Building ML Model In AWS Sagemaker

Image: https://sagemaker-examples.readthedocs.io/en/latest/index.html

chine learning is the most exciting and disruptive area in the current era. AI/ML has become novations. The main objective of the AI system is to solve real-world problems where businesses are concerned about profitability, sustainability, brand image, cost structure, customers, to compliance. AI products & solutions will be easily adopted by businesses and organizations when this is integrated with the broader enterprise system and consumer-facing organizations can use it to enrich their customers’ experiences. This article will mainly deal with the Machine Learning model in AWS Sagemaker.

A serverless architecture exposes the runtime inference endpoint available to client software running on consumer devices. REST is a well-architected web-friendly approach and is used to integrate the inference endpoint with the broader enterprise application.

I will describe the step-by-step code and set up to deploy an ML model in AWS Sagemaker using serverless architecture.

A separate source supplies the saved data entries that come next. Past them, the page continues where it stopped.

use serde::{Deserialize, Serialize};
use thiserror::Error;

/// Errors produced by the storefront core services.
///
/// Every error is client-scoped and non-fatal; the worst case is a stuck
/// checkout the user navigates away from. `is_recoverable` tells the UI
/// whether offering a retry makes sense.
#[derive(Error, Debug)]
pub enum ServiceError {
    /// A required input field is missing or malformed. Detected locally,
    /// before any network call is issued.
    #[error("Validation error: {0}")]
    ValidationError(String),

    /// The order-creation request failed (transport error or non-2xx).
    /// The cart is preserved and the user may resubmit.
    #[error("Order creation failed: {0}")]
    OrderCreationFailed(String),

    /// The order was created but the payment provider returned no redirect
    /// URL. Distinct from `OrderCreationFailed` because the order now
    /// exists server-side.
    #[error("Payment initiation failed: {0}")]
    PaymentInitiationFailed(String),

    /// A payment-status query failed. Never surfaced as a blocking error;
    /// the polling loop logs it and continues.
    #[error("Payment status poll failed: {0}")]
    StatusPollError(String),

    #[error("Not found: {0}")]
    NotFound(String),

    #[error("Conflict: {0}")]
    Conflict(String),

    #[error("Invalid operation: {0}")]
    InvalidOperation(String),

    /// Backend returned a non-success status for a request other than
    /// order creation.
    #[error("External API error: {0}")]
    ExternalApiError(String),

    #[error("HTTP transport error: {0}")]
    Transport(#[from] reqwest::Error),

    #[error("Configuration error: {0}")]
    ConfigError(String),
}

impl ServiceError {
    /// Whether the UI should offer a retry of the same action.
    pub fn is_recoverable(&self) -> bool {
        matches!(
            self,
            ServiceError::OrderCreationFailed(_)
                | ServiceError::StatusPollError(_)
                | ServiceError::Transport(_)
        )
    }
}

impl From<validator::ValidationErrors> for ServiceError {
    fn from(errors: validator::ValidationErrors) -> Self {
        let mut fields: Vec<&str> = errors.field_errors().keys().copied().collect();
        fields.sort_unstable();
        ServiceError::ValidationError(format!(
            "missing or invalid fields: {}",
            fields.join(", ")
        ))
    }
}

/// Serializable error payload handed to the UI layer for display.
#[derive(Debug, Serialize, Deserialize)]
pub struct ErrorReport {
    /// Machine-readable error kind (e.g. "validation_error")
    pub kind: String,
    /// Human-readable error description
    pub message: String,
    /// Whether retrying the same action can succeed
    pub recoverable: bool,
}

impl From<&ServiceError> for ErrorReport {
    fn from(error: &ServiceError) -> Self {
        let kind = match error {
            ServiceError::ValidationError(_) => "validation_error",
            ServiceError::OrderCreationFailed(_) => "order_creation_failed",
            ServiceError::PaymentInitiationFailed(_) => "payment_initiation_failed",
            ServiceError::StatusPollError(_) => "status_poll_error",
            ServiceError::NotFound(_) => "not_found",
            ServiceError::Conflict(_) => "conflict",
            ServiceError::InvalidOperation(_) => "invalid_operation",
            ServiceError::ExternalApiError(_) => "external_api_error",
            ServiceError::Transport(_) => "transport_error",
            ServiceError::ConfigError(_) => "config_error",
        };
        ErrorReport {
            kind: kind.to_string(),
            message: error.to_string(),
            recoverable: error.is_recoverable(),
        }
    }
}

The journey from POC to Production is complex and time-consuming. AWS Sagemaker is an advanced Machine Learning platform which is offering a broad range of capabilities to manage large volumes of data to train the model, choose the best algorithm for training it, manage the scalability, capacity of infrastructure while training it, and then deploy & monitor the model into a production environment.

Let’s build the problem statement & solution.

Problem

When we are talking about the data-driven value of Machine Learning systems, customer analysis is always drawing everyone’s interest. There is huge churn in the mobile industry due to the large volume of customers and various service providers.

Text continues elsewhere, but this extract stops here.